What the task asks
Exactly the lines from the one containing "Err(e) if e.kind()" through the end of the data below are to be reproduced, and nothing besides them.

━━━ Source records ━━━

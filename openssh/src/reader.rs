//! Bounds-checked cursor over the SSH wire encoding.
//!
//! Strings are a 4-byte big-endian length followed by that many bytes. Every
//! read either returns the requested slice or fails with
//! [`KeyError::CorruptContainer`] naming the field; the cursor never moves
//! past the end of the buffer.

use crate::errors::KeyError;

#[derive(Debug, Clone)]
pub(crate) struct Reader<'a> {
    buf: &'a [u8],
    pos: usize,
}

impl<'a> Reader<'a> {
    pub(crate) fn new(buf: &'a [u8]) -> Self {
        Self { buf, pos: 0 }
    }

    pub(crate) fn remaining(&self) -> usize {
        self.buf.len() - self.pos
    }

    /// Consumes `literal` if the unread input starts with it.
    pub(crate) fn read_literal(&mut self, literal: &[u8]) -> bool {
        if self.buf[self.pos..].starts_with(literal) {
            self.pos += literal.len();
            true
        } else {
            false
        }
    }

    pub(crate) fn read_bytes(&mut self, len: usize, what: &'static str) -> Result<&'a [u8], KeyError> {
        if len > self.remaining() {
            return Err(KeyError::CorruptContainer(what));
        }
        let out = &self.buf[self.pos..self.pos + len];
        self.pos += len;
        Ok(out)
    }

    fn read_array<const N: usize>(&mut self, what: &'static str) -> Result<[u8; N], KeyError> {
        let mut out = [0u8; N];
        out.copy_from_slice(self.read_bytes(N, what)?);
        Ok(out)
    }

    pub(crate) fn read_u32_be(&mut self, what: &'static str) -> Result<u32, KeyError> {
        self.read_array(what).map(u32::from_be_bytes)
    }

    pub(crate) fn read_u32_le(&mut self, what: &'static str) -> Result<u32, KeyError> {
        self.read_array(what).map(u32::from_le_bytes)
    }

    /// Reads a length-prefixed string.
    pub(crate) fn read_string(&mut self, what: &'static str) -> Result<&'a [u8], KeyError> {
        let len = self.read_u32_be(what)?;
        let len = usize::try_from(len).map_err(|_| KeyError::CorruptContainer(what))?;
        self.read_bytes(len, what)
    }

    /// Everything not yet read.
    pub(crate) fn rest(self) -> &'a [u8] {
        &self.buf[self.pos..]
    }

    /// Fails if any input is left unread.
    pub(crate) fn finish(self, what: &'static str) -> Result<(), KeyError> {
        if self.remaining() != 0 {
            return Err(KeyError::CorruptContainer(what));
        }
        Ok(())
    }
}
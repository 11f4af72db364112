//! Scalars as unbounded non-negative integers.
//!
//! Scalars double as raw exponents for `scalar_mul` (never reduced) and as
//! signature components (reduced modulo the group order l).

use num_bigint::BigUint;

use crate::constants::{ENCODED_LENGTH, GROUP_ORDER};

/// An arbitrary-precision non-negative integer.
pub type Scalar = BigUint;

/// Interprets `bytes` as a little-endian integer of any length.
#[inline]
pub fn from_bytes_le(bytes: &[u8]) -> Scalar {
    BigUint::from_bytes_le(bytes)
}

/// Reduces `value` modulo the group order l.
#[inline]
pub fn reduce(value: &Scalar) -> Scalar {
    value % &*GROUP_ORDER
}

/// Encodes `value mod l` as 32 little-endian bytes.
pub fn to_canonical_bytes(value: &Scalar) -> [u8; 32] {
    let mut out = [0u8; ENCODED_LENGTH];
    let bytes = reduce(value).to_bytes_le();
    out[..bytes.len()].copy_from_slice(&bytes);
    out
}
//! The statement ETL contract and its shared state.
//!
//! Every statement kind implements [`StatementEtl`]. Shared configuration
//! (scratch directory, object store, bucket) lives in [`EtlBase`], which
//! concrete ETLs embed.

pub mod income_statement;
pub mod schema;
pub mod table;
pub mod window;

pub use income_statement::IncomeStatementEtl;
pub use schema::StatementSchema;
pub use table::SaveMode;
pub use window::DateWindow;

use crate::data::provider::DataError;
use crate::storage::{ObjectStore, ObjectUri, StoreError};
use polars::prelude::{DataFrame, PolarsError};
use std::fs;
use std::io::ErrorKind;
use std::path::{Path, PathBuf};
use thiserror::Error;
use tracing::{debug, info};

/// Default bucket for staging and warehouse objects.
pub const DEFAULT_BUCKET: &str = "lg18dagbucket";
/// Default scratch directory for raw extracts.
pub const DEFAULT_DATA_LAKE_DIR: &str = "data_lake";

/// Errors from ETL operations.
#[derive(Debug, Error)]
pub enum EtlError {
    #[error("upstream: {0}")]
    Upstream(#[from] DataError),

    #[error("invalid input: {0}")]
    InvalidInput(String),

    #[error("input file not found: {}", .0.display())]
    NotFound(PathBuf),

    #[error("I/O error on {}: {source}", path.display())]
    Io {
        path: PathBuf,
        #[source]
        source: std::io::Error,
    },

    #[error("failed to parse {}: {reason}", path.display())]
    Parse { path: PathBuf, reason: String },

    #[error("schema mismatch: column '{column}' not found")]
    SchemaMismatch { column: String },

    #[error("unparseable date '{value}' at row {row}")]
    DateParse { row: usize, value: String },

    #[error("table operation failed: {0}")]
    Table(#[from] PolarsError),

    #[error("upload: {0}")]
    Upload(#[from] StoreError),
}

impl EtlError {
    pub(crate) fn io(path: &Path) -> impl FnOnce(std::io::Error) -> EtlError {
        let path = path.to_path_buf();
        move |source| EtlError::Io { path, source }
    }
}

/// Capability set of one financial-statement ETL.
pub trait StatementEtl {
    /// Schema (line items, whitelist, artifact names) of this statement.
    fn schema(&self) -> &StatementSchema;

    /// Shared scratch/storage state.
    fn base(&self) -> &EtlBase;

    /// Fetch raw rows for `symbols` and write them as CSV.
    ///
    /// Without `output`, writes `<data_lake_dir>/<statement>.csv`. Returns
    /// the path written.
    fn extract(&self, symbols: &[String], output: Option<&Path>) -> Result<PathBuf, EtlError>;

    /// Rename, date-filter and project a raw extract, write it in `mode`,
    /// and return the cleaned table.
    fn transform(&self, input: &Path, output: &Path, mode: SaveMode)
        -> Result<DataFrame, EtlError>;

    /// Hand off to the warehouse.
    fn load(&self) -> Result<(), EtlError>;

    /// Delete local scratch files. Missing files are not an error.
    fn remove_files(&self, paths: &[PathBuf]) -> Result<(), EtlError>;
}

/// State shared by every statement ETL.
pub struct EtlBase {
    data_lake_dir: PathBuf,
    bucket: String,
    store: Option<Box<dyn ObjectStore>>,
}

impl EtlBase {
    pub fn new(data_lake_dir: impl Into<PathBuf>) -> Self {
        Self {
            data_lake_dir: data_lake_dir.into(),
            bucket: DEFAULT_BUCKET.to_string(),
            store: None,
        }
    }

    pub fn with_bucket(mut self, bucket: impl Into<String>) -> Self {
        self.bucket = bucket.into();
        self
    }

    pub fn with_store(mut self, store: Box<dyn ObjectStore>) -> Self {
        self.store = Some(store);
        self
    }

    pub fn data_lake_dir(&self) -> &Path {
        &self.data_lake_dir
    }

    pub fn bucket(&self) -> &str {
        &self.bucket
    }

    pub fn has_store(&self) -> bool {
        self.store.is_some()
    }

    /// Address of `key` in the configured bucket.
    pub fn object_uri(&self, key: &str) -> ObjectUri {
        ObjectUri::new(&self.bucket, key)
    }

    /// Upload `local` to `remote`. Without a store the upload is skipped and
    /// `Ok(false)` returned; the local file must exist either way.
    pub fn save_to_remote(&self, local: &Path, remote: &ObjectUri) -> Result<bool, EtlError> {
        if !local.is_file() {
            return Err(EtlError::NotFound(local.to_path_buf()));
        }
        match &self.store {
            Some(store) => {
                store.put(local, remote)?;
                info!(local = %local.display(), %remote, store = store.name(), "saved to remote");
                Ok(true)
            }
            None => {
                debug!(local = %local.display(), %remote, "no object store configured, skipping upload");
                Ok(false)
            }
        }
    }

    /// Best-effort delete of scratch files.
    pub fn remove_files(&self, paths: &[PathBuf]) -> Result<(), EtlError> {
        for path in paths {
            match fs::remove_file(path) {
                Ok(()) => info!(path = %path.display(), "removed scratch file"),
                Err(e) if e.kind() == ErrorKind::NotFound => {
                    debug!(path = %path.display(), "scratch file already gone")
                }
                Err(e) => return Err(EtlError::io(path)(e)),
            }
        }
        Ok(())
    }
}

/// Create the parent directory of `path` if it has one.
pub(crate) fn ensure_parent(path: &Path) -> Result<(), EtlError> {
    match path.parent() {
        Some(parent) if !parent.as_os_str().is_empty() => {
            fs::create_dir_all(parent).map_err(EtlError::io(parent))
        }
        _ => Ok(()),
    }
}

━━━

Finished task
                Err(e) if e.kind() == ErrorKind::NotFound => {
                    debug!(path = %path.display(), "scratch file already gone")
                }
                Err(e) => return Err(EtlError::io(path)(e)),
            }
        }
        Ok(())
    }
}

/// Create the parent directory of `path` if it has one.
pub(crate) fn ensure_parent(path: &Path) -> Result<(), EtlError> {
    match path.parent() {
        Some(parent) if !parent.as_os_str().is_empty() => {
            fs::create_dir_all(parent).map_err(EtlError::io(parent))
        }
        _ => Ok(()),
    }
}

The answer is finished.